If you’re like me, then you’ve probably assembled a small arsenal of growler jugs over the years. Some inevitably break, but many remain structurally sound well after we’ve relegated them to a shelf or retired them in favor of some fancy new model with a handle and a swing top.
Brewers are, however, a resourceful lot, always searching for ways to reuse old stuff. Here are five uses for your old growler.
1. Make a yeast starter.
A growler jug is an excellent vessel in which to propagate yeast. At 64 ounces (1.9 liters), it’s just the right size for building starters for all but the biggest beers. While you can’t heat a growler directly on the stove as you can an Erlenmeyer flask, it’s simple enough to prepare starter wort in a saucepan, chill, and use a sanitized funnel to direct the barley water into the sanitized jug.
2. Run a blow-off tube.
High-gravity wort and aggressive yeast strains conspire to make your carboy floweth over. When a simple airlock won’t cut it, run a blow-off tube out of the fermentor and into a growler jug filled about one-third full of the sanitizer of your choice.
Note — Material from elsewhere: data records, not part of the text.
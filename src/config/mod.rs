//! Configuration management for the keeper.
//!
//! Sources, later wins:
//! 1. optional `keeper.{toml,yaml,json}` file
//! 2. `KEEPER_<SECTION>__<KEY>` environment variables
//! 3. the flat variables of existing deployments (`KEEPER_PRIVATE_KEY`,
//!    `HYPEREVM_VAULT`, `DELTA_THRESHOLD_BPS`, ...)

use anyhow::{Context, Result};
use rust_decimal::Decimal;
use serde::{Deserialize, Serialize};
use std::collections::HashMap;
use std::fmt;
use std::time::Duration;

use crate::error::KeeperError;
use crate::ledger::{Address, Signer, WaitPolicy};

/// Flat variable → config key. These override everything else.
const LEGACY_VARS: &[(&str, &str)] = &[
    ("KEEPER_PRIVATE_KEY", "wallet.private_key"),
    ("HYPEREVM_RPC", "networks.hyperevm_rpc"),
    ("ARBITRUM_RPC", "networks.arbitrum_rpc"),
    ("HYPEREVM_VAULT", "contracts.hyperevm_vault"),
    ("ARBITRUM_SPOT_VAULT", "contracts.arbitrum_spot_vault"),
    ("ARBITRUM_COORDINATOR", "contracts.arbitrum_coordinator"),
    ("DELTA_THRESHOLD_BPS", "strategy.delta_threshold_bps"),
    ("MIN_FUNDING_RATE", "strategy.min_funding_rate"),
    ("SCAN_INTERVAL_MS", "strategy.scan_interval_ms"),
    ("HYPERLIQUID_API_URL", "market.api_url"),
];

/// Main application configuration.
#[derive(Debug, Clone, Default, Serialize, Deserialize)]
pub struct Config {
    #[serde(default)]
    pub wallet: WalletConfig,
    #[serde(default)]
    pub networks: NetworkConfig,
    #[serde(default)]
    pub contracts: ContractsConfig,
    #[serde(default)]
    pub strategy: StrategyConfig,
    #[serde(default)]
    pub market: MarketConfig,
    #[serde(default)]
    pub sync: SyncConfig,
}

#[derive(Clone, Default, Serialize, Deserialize)]
pub struct WalletConfig {
    /// Hex secret key authorizing on-chain writes
    #[serde(default)]
    pub private_key: String,
}

impl fmt::Debug for WalletConfig {
    fn fmt(&self, f: &mut fmt::Formatter<'_>) -> fmt::Result {
        f.debug_struct("WalletConfig")
            .field("private_key", &if self.private_key.is_empty() { "<unset>" } else { "<redacted>" })
            .finish()
    }
}

#[derive(Debug, Clone, Serialize, Deserialize)]
pub struct NetworkConfig {
    /// First ledger (perp vault)
    #[serde(default = "default_hyperevm_rpc")]
    pub hyperevm_rpc: String,
    /// Second ledger (spot vault, coordinator)
    #[serde(default = "default_arbitrum_rpc")]
    pub arbitrum_rpc: String,
    #[serde(default = "default_rpc_timeout")]
    pub rpc_timeout_secs: u64,
}

#[derive(Debug, Clone, Default, Serialize, Deserialize)]
pub struct ContractsConfig {
    #[serde(default)]
    pub hyperevm_vault: String,
    /// Empty means not deployed
    #[serde(default)]
    pub arbitrum_spot_vault: String,
    /// Empty means monitoring-only mode
    #[serde(default)]
    pub arbitrum_coordinator: String,
}

#[derive(Debug, Clone, Serialize, Deserialize)]
pub struct StrategyConfig {
    #[serde(default = "default_symbol")]
    pub symbol: String,
    /// Rebalance is recommended at or above this delta ratio
    #[serde(default = "default_delta_threshold_bps")]
    pub delta_threshold_bps: u32,
    /// Funding per interval must exceed this to be favorable
    #[serde(default = "default_min_funding_rate")]
    pub min_funding_rate: Decimal,
    #[serde(default = "default_scan_interval_ms")]
    pub scan_interval_ms: u64,
    /// Hyperliquid settles funding every 8h
    #[serde(default = "default_funding_periods_per_day")]
    pub funding_periods_per_day: u32,
    #[serde(default = "default_unfavorable_funding_alert_cycles")]
    pub unfavorable_funding_alert_cycles: u32,
}

#[derive(Debug, Clone, Serialize, Deserialize)]
pub struct MarketConfig {
    #[serde(default = "default_api_url")]
    pub api_url: String,
    #[serde(default = "default_market_timeout")]
    pub timeout_secs: u64,
}

#[derive(Debug, Clone, Serialize, Deserialize)]
pub struct SyncConfig {
    #[serde(default = "default_receipt_timeout")]
    pub receipt_timeout_secs: u64,
    #[serde(default = "default_poll_interval_ms")]
    pub poll_interval_ms: u64,
    /// Added on top of `eth_estimateGas` (2000 = +20%)
    #[serde(default = "default_gas_buffer_bps")]
    pub gas_buffer_bps: u64,
}

// Default value functions

fn default_hyperevm_rpc() -> String {
    "https://rpc.hyperliquid-testnet.xyz/evm".to_string()
}

fn default_arbitrum_rpc() -> String {
    "https://arb1.arbitrum.io/rpc".to_string()
}

fn default_rpc_timeout() -> u64 {
    30
}

fn default_symbol() -> String {
    "ETH".to_string()
}

fn default_delta_threshold_bps() -> u32 {
    500 // 5%
}

fn default_min_funding_rate() -> Decimal {
    Decimal::new(1, 4) // 0.0001 = 0.01% per interval
}

fn default_scan_interval_ms() -> u64 {
    300_000 // 5 minutes
}

fn default_funding_periods_per_day() -> u32 {
    crate::strategy::DEFAULT_FUNDING_PERIODS_PER_DAY
}

fn default_unfavorable_funding_alert_cycles() -> u32 {
    3
}

fn default_api_url() -> String {
    crate::market::TESTNET_API_URL.to_string()
}

fn default_market_timeout() -> u64 {
    30
}

fn default_receipt_timeout() -> u64 {
    120
}

fn default_poll_interval_ms() -> u64 {
    2_000
}

fn default_gas_buffer_bps() -> u64 {
    2_000
}

impl Default for NetworkConfig {
    fn default() -> Self {
        Self {
            hyperevm_rpc: default_hyperevm_rpc(),
            arbitrum_rpc: default_arbitrum_rpc(),
            rpc_timeout_secs: default_rpc_timeout(),
        }
    }
}

impl Default for StrategyConfig {
    fn default() -> Self {
        Self {
            symbol: default_symbol(),
            delta_threshold_bps: default_delta_threshold_bps(),
            min_funding_rate: default_min_funding_rate(),
            scan_interval_ms: default_scan_interval_ms(),
            funding_periods_per_day: default_funding_periods_per_day(),
            unfavorable_funding_alert_cycles: default_unfavorable_funding_alert_cycles(),
        }
    }
}

impl Default for MarketConfig {
    fn default() -> Self {
        Self {
            api_url: default_api_url(),
            timeout_secs: default_market_timeout(),
        }
    }
}

impl Default for SyncConfig {
    fn default() -> Self {
        Self {
            receipt_timeout_secs: default_receipt_timeout(),
            poll_interval_ms: default_poll_interval_ms(),
            gas_buffer_bps: default_gas_buffer_bps(),
        }
    }
}

impl Config {
    /// Load configuration from `.env`, an optional `keeper` file and the
    /// process environment.
    pub fn load() -> Result<Self> {
        dotenvy::dotenv().ok();

        Self::from_sources(
            config::File::with_name("keeper").required(false),
            std::env::vars().collect(),
        )
    }

    fn from_sources<S>(file: S, env: HashMap<String, String>) -> Result<Self>
    where
        S: config::Source + Send + Sync + 'static,
    {
        let mut builder = config::Config::builder().add_source(file).add_source(
            config::Environment::with_prefix("KEEPER")
                .prefix_separator("_")
                .separator("__")
                .source(Some(env.clone())),
        );

        for (var, key) in LEGACY_VARS {
            builder = builder
                .set_override_option(*key, env.get(*var).filter(|v| !v.is_empty()).cloned())
                .with_context(|| format!("Failed to apply {}", var))?;
        }

        builder
            .build()
            .context("Failed to build configuration")?
            .try_deserialize()
            .context("Failed to deserialize configuration")
    }

    /// Validate configuration values. Run once before any cycle.
    pub fn validate(&self) -> Result<(), KeeperError> {
        self.signer()?;
        self.vault_address()?;
        self.coordinator_address()?;
        self.spot_vault_address()?;

        ensure(
            !self.networks.hyperevm_rpc.trim().is_empty(),
            "networks.hyperevm_rpc must not be empty",
        )?;
        ensure(
            !self.networks.arbitrum_rpc.trim().is_empty(),
            "networks.arbitrum_rpc must not be empty",
        )?;
        ensure(
            self.strategy.delta_threshold_bps > 0 && self.strategy.delta_threshold_bps <= 10_000,
            "strategy.delta_threshold_bps must be in 1..=10000",
        )?;
        ensure(
            self.strategy.scan_interval_ms > 0,
            "strategy.scan_interval_ms must be > 0",
        )?;
        ensure(
            self.strategy.funding_periods_per_day > 0,
            "strategy.funding_periods_per_day must be > 0",
        )?;
        ensure(
            self.sync.receipt_timeout_secs > 0,
            "sync.receipt_timeout_secs must be > 0",
        )?;

        Ok(())
    }

    pub fn signer(&self) -> Result<Signer, KeeperError> {
        if self.wallet.private_key.trim().is_empty() {
            return Err(invalid("KEEPER_PRIVATE_KEY is required"));
        }
        Signer::from_hex(self.wallet.private_key.trim())
            .map_err(|e| invalid(format!("wallet.private_key: {:#}", e)))
    }

    pub fn vault_address(&self) -> Result<Address, KeeperError> {
        let raw = self.contracts.hyperevm_vault.trim();
        if raw.is_empty() {
            return Err(invalid("HYPEREVM_VAULT is required"));
        }
        raw.parse()
            .map_err(|e| invalid(format!("contracts.hyperevm_vault: {:#}", e)))
    }

    /// `None` runs the keeper in monitoring-only mode.
    pub fn coordinator_address(&self) -> Result<Option<Address>, KeeperError> {
        optional_address("contracts.arbitrum_coordinator", &self.contracts.arbitrum_coordinator)
    }

    pub fn spot_vault_address(&self) -> Result<Option<Address>, KeeperError> {
        optional_address("contracts.arbitrum_spot_vault", &self.contracts.arbitrum_spot_vault)
    }

    pub fn scan_interval(&self) -> Duration {
        Duration::from_millis(self.strategy.scan_interval_ms)
    }

    pub fn rpc_timeout(&self) -> Duration {
        Duration::from_secs(self.networks.rpc_timeout_secs)
    }

    pub fn market_timeout(&self) -> Duration {
        Duration::from_secs(self.market.timeout_secs)
    }

    pub fn wait_policy(&self) -> WaitPolicy {
        WaitPolicy {
            timeout: Duration::from_secs(self.sync.receipt_timeout_secs),
            poll_interval: Duration::from_millis(self.sync.poll_interval_ms.max(1)),
        }
    }
}

fn invalid(msg: impl Into<String>) -> KeeperError {
    KeeperError::ConfigurationInvalid(msg.into())
}

fn ensure(condition: bool, msg: &str) -> Result<(), KeeperError> {
    if condition {
        Ok(())
    } else {
        Err(invalid(msg))
    }
}

fn optional_address(key: &str, raw: &str) -> Result<Option<Address>, KeeperError> {
    let raw = raw.trim();
    if raw.is_empty() {
        return Ok(None);
    }
    raw.parse()
        .map(Some)
        .map_err(|e| invalid(format!("{}: {:#}", key, e)))
}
3. Experiment with ingredients.
Have a wild hair to brew a star anise porter or dry hop with carrots (I bet someone has tried it)? Don’t risk screwing up five gallons. Instead, pull a small portion of a tried-and-true recipe into one or more growler jugs. This is also a great way to experiment with different yeasts or dose the same beer with different dry hops. Each growler jug holds enough beer for 5 bottles, so you can have fun without fearing commitment.
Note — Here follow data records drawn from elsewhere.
//! Position sync writer and operator write paths.
//!
//! Every write is submit-then-wait: the transaction hash comes back from the
//! ledger and the receipt is polled until inclusion or the wait policy
//! expires.

use rust_decimal::Decimal;
use std::future::Future;
use std::time::{Duration, Instant};
use tracing::{info, instrument, warn};

use super::traits::{CoordinatorLedger, TransactionWatcher, VaultLedger};
use super::types::TxReceipt;
use crate::error::KeeperError;
use crate::utils::decimal::{from_fixed, to_fixed_floor, USD_DECIMALS, WEI_DECIMALS};

/// Bounded receipt wait.
#[derive(Debug, Clone, Copy)]
pub struct WaitPolicy {
    pub timeout: Duration,
    pub poll_interval: Duration,
}

impl Default for WaitPolicy {
    fn default() -> Self {
        Self {
            timeout: Duration::from_secs(120),
            poll_interval: Duration::from_secs(2),
        }
    }
}

/// USD value of the perp short in 6-decimal units, floored.
pub fn perp_value_usd_units(perp_short_size_wei: u128, mark_price: Decimal) -> anyhow::Result<u128> {
    let size = from_fixed(perp_short_size_wei, WEI_DECIMALS)?;
    let value = size
        .checked_mul(mark_price)
        .ok_or_else(|| anyhow::anyhow!("perp value overflow"))?;
    to_fixed_floor(value, USD_DECIMALS)
}

/// Poll for a receipt until it lands or `policy.timeout` elapses.
///
/// Lookup errors while polling are treated as "not yet included".
pub async fn wait_for_receipt<W>(
    watcher: &W,
    tx_hash: &str,
    policy: &WaitPolicy,
) -> Result<TxReceipt, KeeperError>
where
    W: TransactionWatcher + ?Sized,
{
    let started = Instant::now();

    let poll = async {
        loop {
            match watcher.transaction_receipt(tx_hash).await {
                Ok(Some(receipt)) => return receipt,
                Ok(None) => {}
                Err(e) => warn!(tx_hash, error = %format!("{:#}", e), "Receipt lookup failed"),
            }
            tokio::time::sleep(policy.poll_interval).await;
        }
    };

    let receipt = tokio::time::timeout(policy.timeout, poll)
        .await
        .map_err(|_| KeeperError::SyncTransactionTimeout {
            tx_hash: tx_hash.to_string(),
            waited_secs: started.elapsed().as_secs(),
        })?;

    if !receipt.success {
        return Err(KeeperError::SyncTransactionFailed(format!(
            "transaction {} reverted in block {}",
            receipt.tx_hash, receipt.block_number
        )));
    }

    Ok(receipt)
}

async fn submit_and_wait<W, F>(
    watcher: &W,
    action: &str,
    submit: F,
    policy: &WaitPolicy,
) -> Result<TxReceipt, KeeperError>
where
    W: TransactionWatcher + ?Sized,
    F: Future<Output = anyhow::Result<String>>,
{
    let tx_hash = submit
        .await
        .map_err(|e| KeeperError::SyncTransactionFailed(format!("{} rejected: {:#}", action, e)))?;

    info!(action, tx_hash = %tx_hash, "Waiting for confirmation");
    let receipt = wait_for_receipt(watcher, &tx_hash, policy).await?;
    info!(action, tx_hash = %receipt.tx_hash, block = receipt.block_number, "Transaction confirmed");
    Ok(receipt)
}

/// Push the first ledger's perp exposure to the coordinator.
#[instrument(skip(coordinator, policy), name = "sync_position")]
pub async fn sync_position<C>(
    coordinator: &C,
    perp_short_size_wei: u128,
    perp_value_usd: u128,
    policy: &WaitPolicy,
) -> Result<TxReceipt, KeeperError>
where
    C: CoordinatorLedger + ?Sized,
{
    submit_and_wait(
        coordinator,
        "syncPerpPosition",
        coordinator.sync_perp_position(perp_short_size_wei, perp_value_usd),
        policy,
    )
    .await
}

/// Operator-triggered `executeRebalance`.
pub async fn execute_rebalance<C>(
    coordinator: &C,
    min_amount_out: u128,
    policy: &WaitPolicy,
) -> Result<TxReceipt, KeeperError>
where
    C: CoordinatorLedger + ?Sized,
{
    submit_and_wait(
        coordinator,
        "executeRebalance",
        coordinator.execute_rebalance(min_amount_out),
        policy,
    )
    .await
}

pub async fn open_short<V>(
    vault: &V,
    size_wei: u128,
    max_slippage_bps: u128,
    policy: &WaitPolicy,
) -> Result<TxReceipt, KeeperError>
where
    V: VaultLedger + ?Sized,
{
    submit_and_wait(
        vault,
        "openShort",
        vault.open_short(size_wei, max_slippage_bps),
        policy,
    )
    .await
}

pub async fn close_short<V>(vault: &V, policy: &WaitPolicy) -> Result<TxReceipt, KeeperError>
where
    V: VaultLedger + ?Sized,
{
    submit_and_wait(vault, "closeShort", vault.close_short(), policy).await
}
4. Conduct a forced fermentation test.
This is one of my favorites. You know you’re not meant to rack your beer until it has reached final gravity, but how, exactly, do you know what that target value is? A forced fermentation test will tell you. After you’ve cooled your boiled wort, reserve about half a growler’s worth (32 ounces, or roughly a liter) when transferring to the fermentor (you can bump up the batch size to compensate if you like). Inoculate with yeast, and either place the growler on a stir plate or plan to periodically agitate it. And keep it warm, even if the main batch of beer is a lager. The idea is to get those yeast cells to ferment their little hearts out in your mini-batch of beer. It’ll finish out in a couple of days, and the final gravity of this small batch tells you the lower limit of attenuation of the main batch. This number represents the absolute lowest final gravity these yeast cells are likely to achieve. So, if the forced fermentation test bottoms out at 1.010, and the main batch stops at 1.012, you’re probably done. If the main batch hits only1.016, it may need rousing and a few more days to eke out those final few gravity points.
5. Take beer to go.
Okay, so this one isn’t so creative, but hear me out. Most of us who switch from bottling to kegging never look back, but bottles are nice for taking to parties or stashing in a cooler in the trunk to enjoy after a long hike. It’s a bit harder to do this with a keg. But, you can always use the growler for its intended purpose and take some fresh draft homebrew with you. Problem solved.